▶ **Problem**: The output should be all lines of the entries below in which the word "page" occurs.

::: Supplied data

//! CLI binary for edgequake-docx2md.
//!
//! `docx2md serve` runs the HTTP service; `docx2md convert` runs the same
//! pipeline on a local file. Flags fall back to environment variables.

use anyhow::{Context, Result};
use clap::{Args, Parser, Subcommand};
use edgequake_docx2md::config::{DEFAULT_BIND_ADDR, DEFAULT_MAX_BODY_BYTES};
use edgequake_docx2md::pipeline::title::DEFAULT_TITLE_SCAN_LINES;
use edgequake_docx2md::server::start_server;
use edgequake_docx2md::{convert_bytes, ConversionConfig, DocxConverter, ServiceConfig};
use std::io::{self, Write};
use std::net::SocketAddr;
use std::path::{Path, PathBuf};
use std::sync::Arc;
use tracing_subscriber::EnvFilter;

const AFTER_HELP: &str = r#"EXAMPLES:
  # Run the HTTP service
  AZURE_STORAGE_CONNECTION_STRING="UseDevelopmentStorage=true" docx2md serve

  # Listen on all interfaces, wider title window
  docx2md --title-lines 15 serve --bind 0.0.0.0:8080

  # Convert a local file to stdout
  docx2md convert report.docx

  # Convert to file, dropping the title line from the body
  docx2md --strip-title convert report.docx -o report.md

  # JSON output with title, image count and stats
  docx2md convert report.docx --json

  # Call the service
  curl -s localhost:7071/api/convertDocx \
    -H 'content-type: application/json' \
    -d "{\"docx\": \"$(base64 -w0 report.docx)\"}"

ENVIRONMENT VARIABLES:
  AZURE_STORAGE_CONNECTION_STRING  Storage connection string (required by serve)
  DOCX2MD_BIND                     Listen address (default 127.0.0.1:7071)
  DOCX2MD_MAX_BODY_BYTES           Request body limit (default 50 MiB)
  DOCX2MD_TITLE_LINES              Title scan window, 1-100 (default 10)
  DOCX2MD_STRIP_TITLE              Remove the title line from the Markdown
  RUST_LOG                         Overrides --verbose / --quiet
"#;

/// Convert Word (DOCX) documents to clean Markdown.
#[derive(Parser, Debug)]
#[command(
    name = "docx2md",
    version,
    about = "Convert Word (DOCX) documents to clean Markdown",
    long_about = "Convert Word (DOCX) documents to clean Markdown, either as an HTTP service \
accepting base64 payloads or directly on local files. Table-of-contents residue, page numbers, \
reading-time banners and emphasised headings are cleaned up, and a title is extracted.",
    arg_required_else_help = true,
    color = clap::ColorChoice::Auto,
    after_long_help = AFTER_HELP
)]
struct Cli {
    #[command(flatten)]
    conversion: ConversionArgs,

    /// Enable DEBUG-level tracing logs.
    #[arg(short, long, global = true, env = "DOCX2MD_VERBOSE")]
    verbose: bool,

    /// Suppress all output except errors.
    #[arg(short, long, global = true, env = "DOCX2MD_QUIET")]
    quiet: bool,

    #[command(subcommand)]
    command: Command,
}

#[derive(Args, Debug)]
struct ConversionArgs {
    /// Number of leading lines searched for a title (1-100).
    #[arg(long, global = true, env = "DOCX2MD_TITLE_LINES", default_value_t = DEFAULT_TITLE_SCAN_LINES)]
    title_lines: usize,

    /// Remove the title line from the returned Markdown.
    #[arg(long, global = true, env = "DOCX2MD_STRIP_TITLE")]
    strip_title: bool,
}

#[derive(Subcommand, Debug)]
enum Command {
    /// Run the HTTP conversion service.
    Serve {
        /// Socket address to listen on.
        #[arg(long, env = "DOCX2MD_BIND", default_value = DEFAULT_BIND_ADDR)]
        bind: SocketAddr,

        /// Storage connection string; conversions fail with 500 when unset.
        #[arg(long, env = "AZURE_STORAGE_CONNECTION_STRING", hide_env_values = true)]
        storage_connection_string: Option<String>,

        /// Largest accepted request body in bytes.
        #[arg(long, env = "DOCX2MD_MAX_BODY_BYTES", default_value_t = DEFAULT_MAX_BODY_BYTES)]
        max_body_bytes: usize,
    },

    /// Convert a local DOCX file.
    Convert {
        /// Path to the .docx file.
        input: PathBuf,

        /// Write Markdown to this file instead of stdout.
        #[arg(short, long)]
        output: Option<PathBuf>,

        /// Output structured JSON (ConversionOutput) instead of Markdown.
        #[arg(long)]
        json: bool,
    },
}

#[tokio::main]
async fn main() -> Result<()> {
    let cli = Cli::parse();

    // ── Logging setup ────────────────────────────────────────────────────
    let filter = if cli.verbose {
        "debug"
    } else if cli.quiet {
        "error"
    } else {
        "info"
    };

    tracing_subscriber::fmt()
        .with_env_filter(
            EnvFilter::try_from_default_env().unwrap_or_else(|_| EnvFilter::new(filter)),
        )
        .with_writer(io::stderr)
        .init();

    let conversion = ConversionConfig::builder()
        .title_scan_lines(cli.conversion.title_lines)
        .strip_title_line(cli.conversion.strip_title)
        .build()
        .context("Invalid configuration")?;

    match cli.command {
        Command::Serve {
            bind,
            storage_connection_string,
            max_body_bytes,
        } => {
            let config = ServiceConfig {
                bind_addr: bind,
                storage_connection_string,
                max_body_bytes,
                conversion,
            };
            start_server(config, Arc::new(DocxConverter::new()))
                .await
                .with_context(|| format!("HTTP server on {bind} failed"))?;
        }
        Command::Convert {
            input,
            output,
            json,
        } => run_convert(&input, output.as_deref(), json, cli.quiet, &conversion).await?,
    }

    Ok(())
}

async fn run_convert(
    input: &Path,
    output_path: Option<&Path>,
    json: bool,
    quiet: bool,
    config: &ConversionConfig,
) -> Result<()> {
    let bytes = tokio::fs::read(input)
        .await
        .with_context(|| format!("Failed to read {}", input.display()))?;

    let output = convert_bytes(bytes, Arc::new(DocxConverter::new()), config)
        .await
        .context("Conversion failed")?;

    let rendered = if json {
        serde_json::to_string_pretty(&output).context("Failed to serialise output")?
    } else {
        output.markdown.clone()
    };

    match output_path {
        Some(path) => {
            write_atomic(path, &rendered).await?;
            if !quiet {
                eprintln!(
                    "Converted {} -> {}  ({} chars, {} images, {}ms)",
                    input.display(),
                    path.display(),
                    output.stats.markdown_chars,
                    output.image_count,
                    output.stats.duration_ms,
                );
            }
        }
        None => {
            let stdout = io::stdout();
            let mut handle = stdout.lock();
            handle
                .write_all(rendered.as_bytes())
                .context("Failed to write to stdout")?;
            if !rendered.ends_with('\n') {
                handle.write_all(b"\n").ok();
            }
        }
    }

    if !quiet && !json && !output.title.is_empty() {
        eprintln!("Title: {}", output.title);
    }

    Ok(())
}

/// Write to a sibling temp file, then rename over the target.
async fn write_atomic(path: &Path, contents: &str) -> Result<()> {
    if let Some(parent) = path.parent().filter(|p| !p.as_os_str().is_empty()) {
        tokio::fs::create_dir_all(parent)
            .await
            .with_context(|| format!("Failed to create {}", parent.display()))?;
    }

    let tmp_path = path.with_extension("md.tmp");
    tokio::fs::write(&tmp_path, contents)
        .await
        .with_context(|| format!("Failed to write {}", tmp_path.display()))?;

    if let Err(e) = tokio::fs::rename(&tmp_path, path).await {
        let _ = tokio::fs::remove_file(&tmp_path).await;
        return Err(e).with_context(|| format!("Failed to move output to {}", path.display()));
    }
    Ok(())
}
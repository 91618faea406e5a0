//! Error type for the edgequake-docx2md library and service.
//!
//! A single closed enum, [`Docx2MdError`], covers every way a conversion
//! request can fail. The HTTP layer maps each variant to a status code with
//! [`Docx2MdError::status_code`] and uses the `Display` text as the `error`
//! field of the JSON failure envelope, so messages here are user-visible.
//!
//! The enum is `Clone` because a configuration failure is detected once at
//! startup and then reported again on every request.

use axum::http::StatusCode;
use thiserror::Error;

/// All errors returned by the edgequake-docx2md library.
#[derive(Debug, Clone, PartialEq, Eq, Error)]
pub enum Docx2MdError {
    // ── Request errors ────────────────────────────────────────────────────
    /// The request body is absent, is not JSON, or lacks the `docx` field.
    #[error("{0}")]
    InvalidInput(String),

    // ── Configuration errors ──────────────────────────────────────────────
    /// Required environment configuration is missing or empty.
    #[error("{0}")]
    Configuration(String),

    // ── Payload errors ────────────────────────────────────────────────────
    /// The `docx` field is not valid base64.
    #[error("Invalid base64 payload: {0}")]
    Decode(String),

    // ── Converter errors ──────────────────────────────────────────────────
    /// The converter could not read the bytes as a document of the declared format.
    #[error("Document conversion failed: {0}")]
    Conversion(String),

    // ── Catch-all ─────────────────────────────────────────────────────────
    /// Unexpected internal error (e.g. the converter panicked).
    #[error("Internal error: {0}")]
    Unknown(String),
}

/// Message returned when the request carries no document.
pub const NO_DOCX_PROVIDED: &str = "No DOCX data provided";

/// Message returned when the storage connection string is absent.
pub const STORAGE_NOT_CONFIGURED: &str = "Storage connection string not configured";

impl Docx2MdError {
    /// The request carried no `docx` field (or an empty one).
    pub fn missing_document() -> Self {
        Self::InvalidInput(NO_DOCX_PROVIDED.to_string())
    }

    /// HTTP status this error is reported with.
    ///
    /// Only caller mistakes are 4xx; everything else is a 500 so clients
    /// treat it as a failed conversion rather than a bad request.
    pub fn status_code(&self) -> StatusCode {
        match self {
            Docx2MdError::InvalidInput(_) => StatusCode::BAD_REQUEST,
            Docx2MdError::Configuration(_)
            | Docx2MdError::Decode(_)
            | Docx2MdError::Conversion(_)
            | Docx2MdError::Unknown(_) => StatusCode::INTERNAL_SERVER_ERROR,
        }
    }

    /// Short machine-readable name, used as a structured log field.
    pub fn kind(&self) -> &'static str {
        match self {
            Docx2MdError::InvalidInput(_) => "invalid_input",
            Docx2MdError::Configuration(_) => "configuration",
            Docx2MdError::Decode(_) => "decode",
            Docx2MdError::Conversion(_) => "conversion",
            Docx2MdError::Unknown(_) => "unknown",
        }
    }
}
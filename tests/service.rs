//! End-to-end tests for the HTTP service.
//!
//! Each test binds an ephemeral port on 127.0.0.1, spawns the real router
//! and talks to it over HTTP with reqwest. Documents are built in memory
//! with docx-rs, so no fixtures or network access are needed.
//!
//! Run with:
//!   cargo test --test service -- --nocapture

use base64::{engine::general_purpose::STANDARD, Engine as _};
use docx_rs::{Docx, Hyperlink, HyperlinkType, Paragraph, Run};
use edgequake_docx2md::error::{NO_DOCX_PROVIDED, STORAGE_NOT_CONFIGURED};
use edgequake_docx2md::{serve, AppState, ConversionConfig, DocxConverter, ServiceConfig};
use serde_json::{json, Value};
use std::io::Cursor;
use std::net::SocketAddr;
use std::sync::Arc;
use tokio::net::TcpListener;

// ── Test helpers ─────────────────────────────────────────────────────────────

fn ready_config() -> ServiceConfig {
    ServiceConfig {
        storage_connection_string: Some("UseDevelopmentStorage=true".into()),
        ..ServiceConfig::default()
    }
}

/// Start the service on an ephemeral port and return its address.
async fn spawn_service(config: ServiceConfig) -> SocketAddr {
    let _ = tracing_subscriber::fmt()
        .with_env_filter("edgequake_docx2md=debug")
        .with_test_writer()
        .try_init();

    let listener = TcpListener::bind("127.0.0.1:0").await.expect("bind");
    let addr = listener.local_addr().expect("local addr");
    let state = AppState::new(&config, Arc::new(DocxConverter::new()));
    tokio::spawn(async move {
        serve(listener, state).await.expect("server");
    });
    addr
}

fn convert_url(addr: SocketAddr) -> String {
    format!("http://{addr}/api/convertDocx")
}

fn pack(docx: Docx) -> Vec<u8> {
    let mut buf = Cursor::new(Vec::new());
    docx.build().pack(&mut buf).expect("pack docx");
    buf.into_inner()
}

/// A small report with a heading title, a TOC block, body text and a link.
fn sample_report() -> Vec<u8> {
    pack(
        Docx::new()
            .add_paragraph(
                Paragraph::new()
                    .add_run(Run::new().add_text("Quarterly Report"))
                    .style("Heading1"),
            )
            .add_paragraph(
                Paragraph::new()
                    .add_run(Run::new().add_text("Contents"))
                    .style("Heading2"),
            )
            .add_paragraph(Paragraph::new().add_run(Run::new().add_text("5 min read")))
            .add_paragraph(Paragraph::new().add_run(Run::new().add_text("Revenue grew in every region.")))
            .add_paragraph(
                Paragraph::new().add_hyperlink(
                    Hyperlink::new("https://example.org/docs", HyperlinkType::External)
                        .add_run(Run::new().add_text("docs")),
                ),
            )
            .add_paragraph(Paragraph::new().add_run(Run::new().add_text("12"))),
    )
}

async fn post_json(addr: SocketAddr, body: String) -> (reqwest::StatusCode, reqwest::header::HeaderMap, Value) {
    let response = reqwest::Client::new()
        .post(convert_url(addr))
        .header("content-type", "application/json")
        .header("origin", "https://editor.example.com")
        .body(body)
        .send()
        .await
        .expect("request");
    let status = response.status();
    let headers = response.headers().clone();
    let json: Value = response.json().await.expect("JSON body");
    (status, headers, json)
}

// ── Success path ─────────────────────────────────────────────────────────────

#[tokio::test]
async fn converts_docx_and_returns_envelope() {
    let addr = spawn_service(ready_config()).await;
    let payload = json!({ "docx": STANDARD.encode(sample_report()) }).to_string();

    let (status, headers, body) = post_json(addr, payload).await;

    assert_eq!(status, 200);
    assert_eq!(
        headers.get("access-control-allow-origin").map(|v| v.to_str().unwrap()),
        Some("*")
    );
    assert_eq!(body["success"], true);
    assert_eq!(body["title"], "Quarterly Report");
    assert_eq!(body["imageCount"], 0);

    let markdown = body["markdown"].as_str().unwrap();
    assert!(markdown.starts_with("# Quarterly Report"), "got: {markdown}");
    assert!(markdown.contains("Revenue grew in every region."));
    assert!(
        markdown.contains("[docs](https://example.org/docs)"),
        "link target lost: {markdown}"
    );
    assert!(!markdown.contains("Contents"), "TOC heading survived: {markdown}");
    assert!(!markdown.contains("min read"), "read-time survived: {markdown}");
    assert!(!markdown.contains("\n12"), "page number survived: {markdown}");
    assert!(!markdown.contains("\n\n\n"));
    assert_eq!(markdown, markdown.trim());
}

#[tokio::test]
async fn data_uri_payload_is_accepted() {
    let addr = spawn_service(ready_config()).await;
    let payload = json!({
        "docx": format!(
            "data:application/vnd.openxmlformats-officedocument.wordprocessingml.document;base64,{}",
            STANDARD.encode(sample_report())
        )
    })
    .to_string();

    let (status, _, body) = post_json(addr, payload).await;
    assert_eq!(status, 200);
    assert_eq!(body["title"], "Quarterly Report");
}

// ── Failure paths ────────────────────────────────────────────────────────────

#[tokio::test]
async fn missing_docx_field_is_bad_request() {
    let addr = spawn_service(ready_config()).await;
    let (status, headers, body) = post_json(addr, r#"{"name": "report.docx"}"#.into()).await;

    assert_eq!(status, 400);
    assert_eq!(body, json!({ "success": false, "error": NO_DOCX_PROVIDED }));
    assert_eq!(
        headers.get("access-control-allow-origin").map(|v| v.to_str().unwrap()),
        Some("*")
    );
}

#[tokio::test]
async fn malformed_base64_is_server_error() {
    let addr = spawn_service(ready_config()).await;
    let (status, _, body) = post_json(addr, r#"{"docx": "!!! definitely not base64 !!!"}"#.into()).await;

    assert_eq!(status, 500);
    assert_eq!(body["success"], false);
    assert!(!body["error"].as_str().unwrap().is_empty());
}

#[tokio::test]
async fn non_docx_payload_is_server_error() {
    let addr = spawn_service(ready_config()).await;
    let payload = json!({ "docx": STANDARD.encode("plain text, not a Word file") }).to_string();

    let (status, _, body) = post_json(addr, payload).await;
    assert_eq!(status, 500);
    assert_eq!(body["success"], false);
}

#[tokio::test]
async fn missing_storage_configuration_is_server_error() {
    let addr = spawn_service(ServiceConfig::default()).await;
    let payload = json!({ "docx": STANDARD.encode(sample_report()) }).to_string();

    let (status, _, body) = post_json(addr, payload).await;
    assert_eq!(status, 500);
    assert_eq!(body, json!({ "success": false, "error": STORAGE_NOT_CONFIGURED }));

    let health = reqwest::get(format!("http://{addr}/health")).await.expect("health");
    assert_eq!(health.status(), 503);
}

#[tokio::test]
async fn oversized_body_is_rejected_with_envelope() {
    let addr = spawn_service(ServiceConfig {
        max_body_bytes: 1024,
        ..ready_config()
    })
    .await;
    let payload = json!({ "docx": "A".repeat(4096) }).to_string();

    let (status, _, body) = post_json(addr, payload).await;
    assert_eq!(status, 400);
    assert_eq!(body["success"], false);
}

// ── Options & health ─────────────────────────────────────────────────────────

#[tokio::test]
async fn strip_title_line_removes_heading_from_markdown() {
    let addr = spawn_service(ServiceConfig {
        conversion: ConversionConfig::builder()
            .strip_title_line(true)
            .build()
            .unwrap(),
        ..ready_config()
    })
    .await;
    let payload = json!({ "docx": STANDARD.encode(sample_report()) }).to_string();

    let (status, _, body) = post_json(addr, payload).await;
    assert_eq!(status, 200);
    assert_eq!(body["title"], "Quarterly Report");
    assert_eq!(
        body["markdown"],
        "Revenue grew in every region.\n\n[docs](https://example.org/docs)"
    );
}

#[tokio::test]
async fn health_reports_ok_and_version() {
    let addr = spawn_service(ready_config()).await;
    let health: Value = reqwest::get(format!("http://{addr}/health"))
        .await
        .expect("health")
        .json()
        .await
        .expect("JSON");
    assert_eq!(health["status"], "ok");
    assert_eq!(health["version"], env!("CARGO_PKG_VERSION"));
}

#[tokio::test]
async fn cors_preflight_is_allowed() {
    let addr = spawn_service(ready_config()).await;
    let response = reqwest::Client::new()
        .request(reqwest::Method::OPTIONS, convert_url(addr))
        .header("origin", "https://editor.example.com")
        .header("access-control-request-method", "POST")
        .header("access-control-request-headers", "content-type")
        .send()
        .await
        .expect("preflight");

    assert!(response.status().is_success());
    assert_eq!(
        response
            .headers()
            .get("access-control-allow-origin")
            .map(|v| v.to_str().unwrap()),
        Some("*")
    );
}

::::::

▶ **Task output**:
accepting base64 payloads or directly on local files. Table-of-contents residue, page numbers, \
    assert!(!markdown.contains("\n12"), "page number survived: {markdown}");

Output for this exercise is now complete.